Céu azul. Oceano e rios azuis. Flores azuis. Mas,  e azul do manto da Virgem Maria? Já se perguntou de onde surgiu o pigmento azul na história? Como era extraído? Já ouviu falar do azul ultramarino? A extração do pigmento azul ultramarino não foi fácil. Quando voltamos alguns séculos na história, entretanto, é considerado um dos mais importantes pigmentos. Os detalhes de sua descoberta, extração, usos e curiosidades, serão explorados ao longo deste texto.

O azul ultramarino é descrito pelo pintor italiano Cennini como “cor nobre e bela, a mais perfeita de todas as cores, da qual nada se pode dizer ou fazer que a sua qualidade não ultrapasse”. O pigmento tem sua origem na pedra semi-preciosa Lápis-Lazúli. Descoberta em uma região na qual atualmente se localiza o Afeganistão, sua localização também revela a origem do nome “ultramarino”, que se deve ao fato dela ser encontrada do outro lado do mar. Muitos amantes da arte e curiosos fizeram relatos sobre o pigmento tão precioso estar num local de acesso extremamente difícil, mesmo nos dias de hoje.


Imagem: Lápis-lazúli Pedra Natural. Fonte: Google Imagens


O pigmento azul ultramarino, além da dificuldade de se chegar ao seu território natural, apresenta também dificuldade na sua extração. Geralmente, os pigmentos naturais podem ser extraídos por meio da trituração de diversos minerais, porém a obtenção do pigmento do lápis-lazúli ocorre de forma diferente. A pedra semi-preciosa, lápis-lazúli, possui vários minerais, mas o azul ultramarino pode ser obtido apenas na extração do mineral lazurite, o qual contém a cor azul. Desse modo, o lazurite deve ser separado de outros materiais durante o processo, caso contrário, o resultado não será o tão estimado azul e sim variações acinzentadas e sem vida do pigmento. O processo da extração mostra tanta dificuldade que apenas no ano de 1200 ele foi descoberto, e é minuciosamente descrito pelo artista renascentista Cennini em uma de suas obras.

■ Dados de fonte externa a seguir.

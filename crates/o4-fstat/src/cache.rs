//! The per-directory `.o4/` metadata store.
//!
//! A workspace directory owns its `.o4/` subdirectory. Cache files are
//! `<CL>.fstat.gz` — gzipped record streams, one record per path, newest
//! changelist first, published by temp-file + rename and then made
//! read-only. Alongside them live three small markers: `changelist` (the
//! last fully verified sync target), `head` (cached most-recent server
//! change), and `sync-incomplete` (soft-failure flag).

use std::fs::{self, File, Permissions};
use std::io::{self, BufRead, BufReader, BufWriter, Write};
use std::os::unix::fs::PermissionsExt;
use std::path::{Path, PathBuf};
use std::time::{Duration, SystemTime};

use flate2::Compression;
use flate2::read::MultiGzDecoder;
use flate2::write::GzEncoder;
use tempfile::NamedTempFile;
use tracing::{debug, warn};

use crate::error::FstatError;
use crate::record::{COLUMNS_BANNER, FstatRecord};

pub const SYNCED_CL_FILE: &str = "changelist";
pub const HEAD_FILE: &str = "head";
pub const INCOMPLETE_FILE: &str = "sync-incomplete";

const ARCHIVE_MAX_AGE: Duration = Duration::from_secs(24 * 3600);

/// Changelist numbers of every `*.fstat.gz` in `o4_dir`, unordered.
fn cache_changelists(o4_dir: &Path) -> Vec<(u64, PathBuf)> {
    let pattern = format!("{}/*.fstat.gz", o4_dir.display());
    let mut found = Vec::new();
    let Ok(paths) = glob::glob(&pattern) else {
        return found;
    };
    for path in paths.flatten() {
        if let Some(cl) = file_changelist(&path) {
            found.push((cl, path));
        }
    }
    found
}

/// The leading `<CL>.` of a cache or archive file name.
fn file_changelist(path: &Path) -> Option<u64> {
    path.file_name()?
        .to_str()?
        .split('.')
        .next()?
        .parse()
        .ok()
}

/// The best cache file at or below `cl`: the largest cached changelist not
/// exceeding it.
pub fn find_nearest(o4_dir: &Path, cl: u64) -> Option<(u64, PathBuf)> {
    cache_changelists(o4_dir)
        .into_iter()
        .filter(|(c, _)| *c <= cl)
        .max_by_key(|(c, _)| *c)
}

/// Iterate the raw lines of a gzipped cache file.
pub fn read_lines(path: &Path) -> io::Result<io::Lines<BufReader<MultiGzDecoder<File>>>> {
    let file = File::open(path)?;
    Ok(BufReader::new(MultiGzDecoder::new(file)).lines())
}

/// Iterate the decoded records of a gzipped cache file, skipping comments.
pub fn read_records(
    path: &Path,
) -> io::Result<impl Iterator<Item = Result<FstatRecord, FstatError>>> {
    let lines = read_lines(path)?;
    Ok(lines.filter_map(|line| match line {
        Ok(line) => match crate::record::decode_line(&line) {
            Ok(crate::record::Line::Record(r)) => Some(Ok(r)),
            Ok(_) => None,
            Err(e) => Some(Err(e)),
        },
        Err(e) => Some(Err(e.into())),
    }))
}

/// An in-progress cache file.
///
/// Writes go to a gzipped temp file inside `o4_dir`; nothing is visible
/// until [`publish`](Self::publish) renames it into place and drops write
/// permission. Dropping the writer without publishing unlinks the temp file.
pub struct CacheWriter {
    o4_dir: PathBuf,
    encoder: GzEncoder<BufWriter<NamedTempFile>>,
}

impl CacheWriter {
    pub fn create(o4_dir: &Path) -> io::Result<Self> {
        fs::create_dir_all(o4_dir)?;
        let tmp = NamedTempFile::new_in(o4_dir)?;
        let mut encoder = GzEncoder::new(BufWriter::new(tmp), Compression::best());
        writeln!(encoder, "{COLUMNS_BANNER}")?;
        Ok(Self {
            o4_dir: o4_dir.to_owned(),
            encoder,
        })
    }

    pub fn write_record(&mut self, record: &FstatRecord) -> io::Result<()> {
        writeln!(self.encoder, "{}", record.encode())
    }

    /// Finish compression and atomically rename to `<cl>.fstat.gz`.
    pub fn publish(self, cl: u64) -> io::Result<PathBuf> {
        let tmp = self.encoder.finish()?.into_inner().map_err(|e| e.into_error())?;
        tmp.as_file().sync_all()?;
        let target = self.o4_dir.join(format!("{cl}.fstat.gz"));
        // persist() renames over an existing read-only file; write
        // permission on the new file is dropped afterwards.
        tmp.persist(&target).map_err(|e| e.error)?;
        fs::set_permissions(&target, Permissions::from_mode(0o444))?;
        debug!(cache = %target.display(), "published fstat cache");
        Ok(target)
    }
}

fn read_marker(path: &Path) -> Option<u64> {
    let content = fs::read_to_string(path).ok()?;
    match content.trim().parse() {
        Ok(cl) => Some(cl),
        Err(_) => {
            warn!(marker = %path.display(), "unreadable changelist marker");
            None
        }
    }
}

fn write_marker(path: &Path, cl: u64) -> io::Result<()> {
    if let Some(dir) = path.parent() {
        fs::create_dir_all(dir)?;
    }
    let mut tmp = NamedTempFile::new_in(path.parent().unwrap_or(Path::new(".")))?;
    writeln!(tmp, "{cl}")?;
    tmp.persist(path).map_err(|e| e.error)?;
    Ok(())
}

/// The changelist this directory was last fully synced and verified to.
pub fn synced_changelist(o4_dir: &Path) -> Option<u64> {
    read_marker(&o4_dir.join(SYNCED_CL_FILE))
}

pub fn write_synced_changelist(o4_dir: &Path, cl: u64) -> io::Result<()> {
    write_marker(&o4_dir.join(SYNCED_CL_FILE), cl)
}

pub fn clear_synced_changelist(o4_dir: &Path) -> io::Result<()> {
    match fs::remove_file(o4_dir.join(SYNCED_CL_FILE)) {
        Err(e) if e.kind() != io::ErrorKind::NotFound => Err(e),
        _ => Ok(()),
    }
}

/// Cached most-recent server changelist for this directory.
pub fn head_changelist(o4_dir: &Path) -> Option<u64> {
    read_marker(&o4_dir.join(HEAD_FILE))
}

pub fn write_head_changelist(o4_dir: &Path, cl: u64) -> io::Result<()> {
    write_marker(&o4_dir.join(HEAD_FILE), cl)
}

pub fn clear_head_changelist(o4_dir: &Path) -> io::Result<()> {
    match fs::remove_file(o4_dir.join(HEAD_FILE)) {
        Err(e) if e.kind() != io::ErrorKind::NotFound => Err(e),
        _ => Ok(()),
    }
}

/// Soft-failure flag: while present, a completing sync must not publish its
/// changelist marker.
pub fn is_incomplete(o4_dir: &Path) -> bool {
    o4_dir.join(INCOMPLETE_FILE).exists()
}

pub fn set_incomplete(o4_dir: &Path) -> io::Result<()> {
    fs::create_dir_all(o4_dir)?;
    fs::write(o4_dir.join(INCOMPLETE_FILE), b"")
}

pub fn clear_incomplete(o4_dir: &Path) -> io::Result<()> {
    match fs::remove_file(o4_dir.join(INCOMPLETE_FILE)) {
        Err(e) if e.kind() != io::ErrorKind::NotFound => Err(e),
        _ => Ok(()),
    }
}

/// Thin the fstat cache: drop every other file, always keeping the oldest
/// and the one the directory is currently synced to. Returns the number of
/// files removed.
pub fn prune_fstat_cache(o4_dir: &Path) -> io::Result<usize> {
    let mut files = cache_changelists(o4_dir);
    files.sort_by_key(|(cl, _)| *cl);
    let synced = synced_changelist(o4_dir);
    let mut removed = 0;
    let mut drop_this = true;
    for (i, (cl, path)) in files.iter().enumerate() {
        if i == 0 || Some(*cl) == synced {
            continue;
        }
        if drop_this {
            fs::remove_file(path)?;
            removed += 1;
        }
        drop_this = !drop_this;
    }
    Ok(removed)
}

/// Reclaim archive space: remove `.tgz` archives older than 24 hours, or —
/// when none are that old — the single oldest one. The archive matching the
/// synced changelist is never removed. Returns the number removed.
pub fn prune_archive_cache(o4_dir: &Path) -> io::Result<usize> {
    let pattern = format!("{}/*.tgz", o4_dir.display());
    let synced = synced_changelist(o4_dir);
    let mut candidates: Vec<(SystemTime, PathBuf)> = Vec::new();
    if let Ok(paths) = glob::glob(&pattern) {
        for path in paths.flatten() {
            if file_changelist(&path).is_some_and(|cl| Some(cl) == synced) {
                continue;
            }
            let mtime = fs::metadata(&path)?.modified()?;
            candidates.push((mtime, path));
        }
    }
    let cutoff = SystemTime::now() - ARCHIVE_MAX_AGE;
    let old: Vec<_> = candidates
        .iter()
        .filter(|(mtime, _)| *mtime < cutoff)
        .collect();
    let mut removed = 0;
    if old.is_empty() {
        if let Some((_, path)) = candidates.iter().min_by_key(|(mtime, _)| *mtime) {
            fs::remove_file(path)?;
            removed = 1;
        }
    } else {
        for (_, path) in old {
            fs::remove_file(path)?;
            removed += 1;
        }
    }
    Ok(removed)
}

Devido aos aspectos que envolvem a origem e extração, incluindo a preparação do pigmento, seu preço elevado pode ser facilmente explicado, monetária e simbolicamente. Sendo assim, em razão de sua nobreza, ele era muito utilizado em pinturas importantes e exuberantes na Itália. Porém, era também recorrente a escassez do produto, empregado com mais moderação em outras regiões fora da Itália. Dessa forma, muito aproveitado em importantes pinturas, o azul ultramarino deu cor ao manto da Virgem Maria, quando atingiu o auge de seu uso entre os séculos de XIV a XVII. Décadas mais tarde, o surgimento de pigmentos sintéticos e mais baratos iriam destronar o tão exuberante azul ultramarino.


Imagem: Tiziano Vecellio (1485-1576). Madonna and Child with Saints, 1530. Óleo sobre tela. Fonte: National Gallery, London.


O lápis-lazúli contém diferentes funcionalidades, percorrendo distâncias e civilizações, não deixando de lado seu significado esplendoroso e interessante, independente do local e contexto ao qual ele está inserido. O nome adotado para o pigmento é advindo da expressão “azul além do oceano”. E, de fato, os caminhos que o azul ultramarino percorreu e ainda percorre vai além de mares e limites territoriais.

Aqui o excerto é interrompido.